**Your objective**
Reproduce the listing below without any change.

**Study material**
//! Request forwarding to the chat and image upstreams.
//!
//! Building the outbound request is kept apart from sending it: the builders
//! here are pure functions of the configuration and the resolved credential,
//! and sending goes through the [`Upstream`] trait so handlers can be tested
//! without a network.

use async_trait::async_trait;
use axum::http::{HeaderMap, HeaderName, HeaderValue, Method, StatusCode, header};
use bytes::Bytes;
use chatrelay_core::{RelayConfig, ResolvedCredential, UpstreamService};
use futures_util::stream::BoxStream;
use futures_util::{StreamExt, TryStreamExt};
use reqwest::Client;
use tracing::{debug, error, warn};

use crate::error::ForwardError;

/// Upstream response body as delivered by the network.
pub type ByteStream = BoxStream<'static, Result<Bytes, std::io::Error>>;

static ORGANIZATION_HEADER: HeaderName = HeaderName::from_static("openai-organization");
static TOKEN_HEADER: HeaderName = HeaderName::from_static("token");

/// Prefix upstream API keys carry.
const API_KEY_PREFIX: &str = "sk-";

/// A fully built outbound request.
#[derive(Debug, Clone)]
pub struct UpstreamRequest {
    pub method: Method,
    pub url: String,
    pub headers: HeaderMap,
    /// Replayed as-is; an empty body is not sent.
    pub body: Bytes,
}

/// Raw upstream response, not yet interpreted.
pub struct UpstreamResponse {
    pub status: StatusCode,
    pub headers: HeaderMap,
    pub body: ByteStream,
}

/// Sends built requests upstream.
#[cfg_attr(test, mockall::automock)]
#[async_trait]
pub trait Upstream: Send + Sync {
    async fn send(&self, request: UpstreamRequest) -> Result<UpstreamResponse, ForwardError>;
}

/// [`Upstream`] backed by a pooled `reqwest` client.
#[derive(Debug, Clone)]
pub struct HttpUpstream {
    client: Client,
}

impl HttpUpstream {
    /// Build with a fresh client.
    pub fn new() -> Result<Self, ForwardError> {
        let client = Client::builder().pool_max_idle_per_host(10).build()?;
        Ok(Self { client })
    }

    /// Wrap an existing client.
    pub const fn with_client(client: Client) -> Self {
        Self { client }
    }
}

#[async_trait]
impl Upstream for HttpUpstream {
    async fn send(&self, request: UpstreamRequest) -> Result<UpstreamResponse, ForwardError> {
        debug!(method = %request.method, url = %request.url, "Forwarding upstream");

        let mut builder = self
            .client
            .request(request.method, &request.url)
            .headers(request.headers);
        if !request.body.is_empty() {
            builder = builder.body(request.body);
        }

        let response = builder.send().await.map_err(|e| {
            error!(url = %request.url, "Failed to reach upstream: {e}");
            ForwardError::from(e)
        })?;

        Ok(UpstreamResponse {
            status: response.status(),
            headers: response.headers().clone(),
            body: response.bytes_stream().map_err(std::io::Error::other).boxed(),
        })
    }
}

/// Upstream-relative part of an inbound path.
///
/// Paths outside the service's route prefix are returned unchanged, minus any
/// leading slash.
pub fn upstream_path(path: &str, service: UpstreamService) -> &str {
    path.strip_prefix(service.route_prefix())
        .unwrap_or(path)
        .trim_start_matches('/')
}

/// Join a base URL and a relative path with exactly one slash.
pub fn join_url(base: &str, relative: &str) -> String {
    format!(
        "{}/{}",
        base.trim_end_matches('/'),
        relative.trim_start_matches('/')
    )
}

fn header_value(name: &'static str, value: &str) -> Result<HeaderValue, ForwardError> {
    HeaderValue::from_str(value).map_err(|_| ForwardError::InvalidHeader(name))
}

/// Build the request for the chat upstream.
///
/// The inbound query string, if any, is carried over.
pub fn chat_request(
    config: &RelayConfig,
    method: Method,
    relative: &str,
    query: Option<&str>,
    credential: &ResolvedCredential,
    body: Bytes,
) -> Result<UpstreamRequest, ForwardError> {
    let mut url = join_url(&config.chat_base_url(), relative);
    if let Some(query) = query.filter(|q| !q.is_empty()) {
        url.push('?');
        url.push_str(query);
    }

    if !credential.key().starts_with(API_KEY_PREFIX) {
        warn!(
            source = ?credential.source(),
            "Chat credential does not look like an API key"
        );
    }

    let mut headers = HeaderMap::new();
    headers.insert(header::CONTENT_TYPE, HeaderValue::from_static("application/json"));
    headers.insert(
        header::AUTHORIZATION,
        header_value("authorization", &credential.bearer())?,
    );
    if let Some(org) = config.org_id() {
        headers.insert(ORGANIZATION_HEADER.clone(), header_value("openai-organization", org)?);
    }

    Ok(UpstreamRequest {
        method,
        url,
        headers,
        body,
    })
}

/// Build the request for the image upstream.
///
/// Only the path is forwarded; the inbound query string is dropped.
pub fn image_request(
    config: &RelayConfig,
    method: Method,
    relative: &str,
    credential: &ResolvedCredential,
    body: Bytes,
) -> Result<UpstreamRequest, ForwardError> {
    let base = config
        .image_base_url()
        .ok_or(ForwardError::MissingBaseUrl(UpstreamService::Image))?;

    let mut headers = HeaderMap::new();
    headers.insert(header::CONTENT_TYPE, HeaderValue::from_static("application/json"));
    headers.insert(TOKEN_HEADER.clone(), header_value("token", credential.key())?);

    Ok(UpstreamRequest {
        method,
        url: join_url(base, relative),
        headers,
        body,
    })
}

**Output for this exercise**
//! Request forwarding to the chat and image upstreams.
//!
//! Building the outbound request is kept apart from sending it: the builders
//! here are pure functions of the configuration and the resolved credential,
//! and sending goes through the [`Upstream`] trait so handlers can be tested
//! without a network.

use async_trait::async_trait;
use axum::http::{HeaderMap, HeaderName, HeaderValue, Method, StatusCode, header};
use bytes::Bytes;
use chatrelay_core::{RelayConfig, ResolvedCredential, UpstreamService};
use futures_util::stream::BoxStream;
use futures_util::{StreamExt, TryStreamExt};
use reqwest::Client;
use tracing::{debug, error, warn};

use crate::error::ForwardError;

/// Upstream response body as delivered by the network.
pub type ByteStream = BoxStream<'static, Result<Bytes, std::io::Error>>;

static ORGANIZATION_HEADER: HeaderName = HeaderName::from_static("openai-organization");
static TOKEN_HEADER: HeaderName = HeaderName::from_static("token");

/// Prefix upstream API keys carry.
const API_KEY_PREFIX: &str = "sk-";

/// A fully built outbound request.
#[derive(Debug, Clone)]
pub struct UpstreamRequest {
    pub method: Method,
    pub url: String,
    pub headers: HeaderMap,
    /// Replayed as-is; an empty body is not sent.
    pub body: Bytes,
}

/// Raw upstream response, not yet interpreted.
pub struct UpstreamResponse {
    pub status: StatusCode,
    pub headers: HeaderMap,
    pub body: ByteStream,
}

/// Sends built requests upstream.
#[cfg_attr(test, mockall::automock)]
#[async_trait]
pub trait Upstream: Send + Sync {
    async fn send(&self, request: UpstreamRequest) -> Result<UpstreamResponse, ForwardError>;
}

/// [`Upstream`] backed by a pooled `reqwest` client.
#[derive(Debug, Clone)]
pub struct HttpUpstream {
    client: Client,
}

impl HttpUpstream {
    /// Build with a fresh client.
    pub fn new() -> Result<Self, ForwardError> {
        let client = Client::builder().pool_max_idle_per_host(10).build()?;
        Ok(Self { client })
    }

    /// Wrap an existing client.
    pub const fn with_client(client: Client) -> Self {
        Self { client }
    }
}

#[async_trait]
impl Upstream for HttpUpstream {
    async fn send(&self, request: UpstreamRequest) -> Result<UpstreamResponse, ForwardError> {
        debug!(method = %request.method, url = %request.url, "Forwarding upstream");

        let mut builder = self
            .client
            .request(request.method, &request.url)
            .headers(request.headers);
        if !request.body.is_empty() {
            builder = builder.body(request.body);
        }

        let response = builder.send().await.map_err(|e| {
            error!(url = %request.url, "Failed to reach upstream: {e}");
            ForwardError::from(e)
        })?;

        Ok(UpstreamResponse {
            status: response.status(),
            headers: response.headers().clone(),
            body: response.bytes_stream().map_err(std::io::Error::other).boxed(),
        })
    }
}

/// Upstream-relative part of an inbound path.
///
/// Paths outside the service's route prefix are returned unchanged, minus any
/// leading slash.
pub fn upstream_path(path: &str, service: UpstreamService) -> &str {
    path.strip_prefix(service.route_prefix())
        .unwrap_or(path)
        .trim_start_matches('/')
}

/// Join a base URL and a relative path with exactly one slash.
pub fn join_url(base: &str, relative: &str) -> String {
    format!(
        "{}/{}",
        base.trim_end_matches('/'),
        relative.trim_start_matches('/')
    )
}

fn header_value(name: &'static str, value: &str) -> Result<HeaderValue, ForwardError> {
    HeaderValue::from_str(value).map_err(|_| ForwardError::InvalidHeader(name))
}

/// Build the request for the chat upstream.
///
/// The inbound query string, if any, is carried over.
pub fn chat_request(
    config: &RelayConfig,
    method: Method,
    relative: &str,
    query: Option<&str>,
    credential: &ResolvedCredential,
    body: Bytes,
) -> Result<UpstreamRequest, ForwardError> {
    let mut url = join_url(&config.chat_base_url(), relative);
    if let Some(query) = query.filter(|q| !q.is_empty()) {
        url.push('?');
        url.push_str(query);
    }

    if !credential.key().starts_with(API_KEY_PREFIX) {
        warn!(
            source = ?credential.source(),
            "Chat credential does not look like an API key"
        );
    }

    let mut headers = HeaderMap::new();
    headers.insert(header::CONTENT_TYPE, HeaderValue::from_static("application/json"));
    headers.insert(
        header::AUTHORIZATION,
        header_value("authorization", &credential.bearer())?,
    );
    if let Some(org) = config.org_id() {
        headers.insert(ORGANIZATION_HEADER.clone(), header_value("openai-organization", org)?);
    }

    Ok(UpstreamRequest {
        method,
        url,
        headers,
        body,
    })
}

/// Build the request for the image upstream.
///
/// Only the path is forwarded; the inbound query string is dropped.
pub fn image_request(
    config: &RelayConfig,
    method: Method,
    relative: &str,
    credential: &ResolvedCredential,
    body: Bytes,
) -> Result<UpstreamRequest, ForwardError> {
    let base = config
        .image_base_url()
        .ok_or(ForwardError::MissingBaseUrl(UpstreamService::Image))?;

    let mut headers = HeaderMap::new();
    headers.insert(header::CONTENT_TYPE, HeaderValue::from_static("application/json"));
    headers.insert(TOKEN_HEADER.clone(), header_value("token", credential.key())?);

    Ok(UpstreamRequest {
        method,
        url: join_url(base, relative),
        headers,
        body,
    })
}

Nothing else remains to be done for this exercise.